EXERCISE REQUIREMENTS
Return every line from the records below with the string "EncryptionAlgorithm".

DATA UNDER STUDY
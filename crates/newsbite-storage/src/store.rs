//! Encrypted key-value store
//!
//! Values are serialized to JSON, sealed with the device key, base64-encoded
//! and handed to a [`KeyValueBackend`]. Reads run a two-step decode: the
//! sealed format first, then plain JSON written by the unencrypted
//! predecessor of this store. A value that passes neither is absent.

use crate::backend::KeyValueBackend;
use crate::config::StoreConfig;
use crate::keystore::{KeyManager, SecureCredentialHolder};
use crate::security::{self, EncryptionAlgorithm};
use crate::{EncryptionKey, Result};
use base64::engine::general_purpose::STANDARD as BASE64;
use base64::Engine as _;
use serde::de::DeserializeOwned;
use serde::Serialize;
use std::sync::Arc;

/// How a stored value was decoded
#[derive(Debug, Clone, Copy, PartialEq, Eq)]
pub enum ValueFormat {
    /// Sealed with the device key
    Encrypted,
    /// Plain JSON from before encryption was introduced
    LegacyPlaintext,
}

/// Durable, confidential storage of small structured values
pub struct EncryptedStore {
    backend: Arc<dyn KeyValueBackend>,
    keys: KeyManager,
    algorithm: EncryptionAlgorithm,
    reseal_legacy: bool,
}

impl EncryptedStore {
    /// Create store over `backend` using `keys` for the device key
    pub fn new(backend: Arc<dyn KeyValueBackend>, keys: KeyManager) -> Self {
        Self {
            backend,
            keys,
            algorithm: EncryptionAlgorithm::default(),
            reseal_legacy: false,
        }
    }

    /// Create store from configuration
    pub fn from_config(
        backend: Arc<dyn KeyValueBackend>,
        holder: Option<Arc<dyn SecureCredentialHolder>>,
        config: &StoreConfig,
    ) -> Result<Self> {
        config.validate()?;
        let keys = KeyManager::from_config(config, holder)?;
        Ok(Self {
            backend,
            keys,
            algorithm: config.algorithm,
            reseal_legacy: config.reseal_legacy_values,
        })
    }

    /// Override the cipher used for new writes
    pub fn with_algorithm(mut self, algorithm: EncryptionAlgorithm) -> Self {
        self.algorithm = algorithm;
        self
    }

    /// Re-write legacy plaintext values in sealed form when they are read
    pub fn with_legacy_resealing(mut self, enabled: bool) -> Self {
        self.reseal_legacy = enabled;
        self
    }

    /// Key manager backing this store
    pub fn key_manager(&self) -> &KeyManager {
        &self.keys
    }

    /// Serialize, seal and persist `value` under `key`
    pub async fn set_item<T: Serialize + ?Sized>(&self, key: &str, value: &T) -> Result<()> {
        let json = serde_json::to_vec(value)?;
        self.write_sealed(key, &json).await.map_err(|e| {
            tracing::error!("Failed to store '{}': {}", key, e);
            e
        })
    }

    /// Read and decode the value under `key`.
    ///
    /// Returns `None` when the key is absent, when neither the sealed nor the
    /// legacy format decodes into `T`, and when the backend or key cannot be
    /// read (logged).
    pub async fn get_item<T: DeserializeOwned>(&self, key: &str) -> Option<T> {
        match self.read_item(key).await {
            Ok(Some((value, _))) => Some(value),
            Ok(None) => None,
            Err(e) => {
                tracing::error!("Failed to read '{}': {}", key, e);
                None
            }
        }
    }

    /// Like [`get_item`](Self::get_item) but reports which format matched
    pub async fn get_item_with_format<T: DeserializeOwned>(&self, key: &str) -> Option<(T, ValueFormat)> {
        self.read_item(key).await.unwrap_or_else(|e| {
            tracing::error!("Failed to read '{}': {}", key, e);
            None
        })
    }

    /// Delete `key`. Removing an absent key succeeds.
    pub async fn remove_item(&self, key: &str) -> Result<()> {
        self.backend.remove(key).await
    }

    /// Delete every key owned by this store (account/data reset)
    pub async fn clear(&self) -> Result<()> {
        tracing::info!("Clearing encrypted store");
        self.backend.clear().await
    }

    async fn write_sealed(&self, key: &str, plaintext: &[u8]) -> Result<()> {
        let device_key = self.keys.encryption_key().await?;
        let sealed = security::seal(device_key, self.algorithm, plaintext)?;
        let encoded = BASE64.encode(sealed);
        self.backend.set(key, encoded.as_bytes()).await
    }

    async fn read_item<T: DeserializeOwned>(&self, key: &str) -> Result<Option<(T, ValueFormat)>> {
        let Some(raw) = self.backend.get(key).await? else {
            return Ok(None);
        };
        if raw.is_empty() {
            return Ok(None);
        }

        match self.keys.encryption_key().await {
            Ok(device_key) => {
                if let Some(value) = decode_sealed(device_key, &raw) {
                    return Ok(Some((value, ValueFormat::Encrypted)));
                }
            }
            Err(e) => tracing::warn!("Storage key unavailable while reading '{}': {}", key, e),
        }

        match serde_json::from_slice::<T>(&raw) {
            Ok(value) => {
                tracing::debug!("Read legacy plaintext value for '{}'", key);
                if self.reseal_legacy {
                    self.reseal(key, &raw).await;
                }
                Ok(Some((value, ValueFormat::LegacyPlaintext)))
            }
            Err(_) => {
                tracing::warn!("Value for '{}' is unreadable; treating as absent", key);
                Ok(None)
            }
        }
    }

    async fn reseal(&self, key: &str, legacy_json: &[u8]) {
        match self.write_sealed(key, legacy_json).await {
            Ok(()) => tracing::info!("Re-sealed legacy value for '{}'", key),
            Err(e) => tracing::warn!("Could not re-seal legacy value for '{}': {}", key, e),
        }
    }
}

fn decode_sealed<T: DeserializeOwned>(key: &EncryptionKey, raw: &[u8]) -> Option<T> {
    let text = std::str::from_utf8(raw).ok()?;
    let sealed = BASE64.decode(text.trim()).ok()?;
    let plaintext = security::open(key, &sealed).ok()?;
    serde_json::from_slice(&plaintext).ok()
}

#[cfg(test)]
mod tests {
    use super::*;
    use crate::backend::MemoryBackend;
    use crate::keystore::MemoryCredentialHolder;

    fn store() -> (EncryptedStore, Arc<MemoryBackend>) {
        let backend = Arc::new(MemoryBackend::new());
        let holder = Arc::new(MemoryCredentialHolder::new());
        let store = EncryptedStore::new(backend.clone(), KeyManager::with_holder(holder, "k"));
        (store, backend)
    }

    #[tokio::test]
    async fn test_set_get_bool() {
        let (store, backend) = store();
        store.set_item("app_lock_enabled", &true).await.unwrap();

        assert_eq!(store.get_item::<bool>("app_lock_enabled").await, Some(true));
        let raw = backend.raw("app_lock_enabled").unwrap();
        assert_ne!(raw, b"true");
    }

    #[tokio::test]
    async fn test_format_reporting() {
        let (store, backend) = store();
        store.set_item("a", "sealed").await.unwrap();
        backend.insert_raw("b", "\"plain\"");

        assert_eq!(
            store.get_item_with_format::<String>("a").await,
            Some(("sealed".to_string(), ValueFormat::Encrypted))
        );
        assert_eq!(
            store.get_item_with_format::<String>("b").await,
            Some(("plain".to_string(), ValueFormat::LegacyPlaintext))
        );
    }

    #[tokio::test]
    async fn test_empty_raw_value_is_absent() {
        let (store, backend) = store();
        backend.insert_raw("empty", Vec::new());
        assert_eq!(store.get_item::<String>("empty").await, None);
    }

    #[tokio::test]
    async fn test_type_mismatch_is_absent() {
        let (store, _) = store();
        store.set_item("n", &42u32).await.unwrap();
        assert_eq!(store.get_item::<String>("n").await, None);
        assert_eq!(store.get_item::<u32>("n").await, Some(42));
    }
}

EXERCISE OUTPUT
use crate::security::{self, EncryptionAlgorithm};
    algorithm: EncryptionAlgorithm,
            algorithm: EncryptionAlgorithm::default(),
    pub fn with_algorithm(mut self, algorithm: EncryptionAlgorithm) -> Self {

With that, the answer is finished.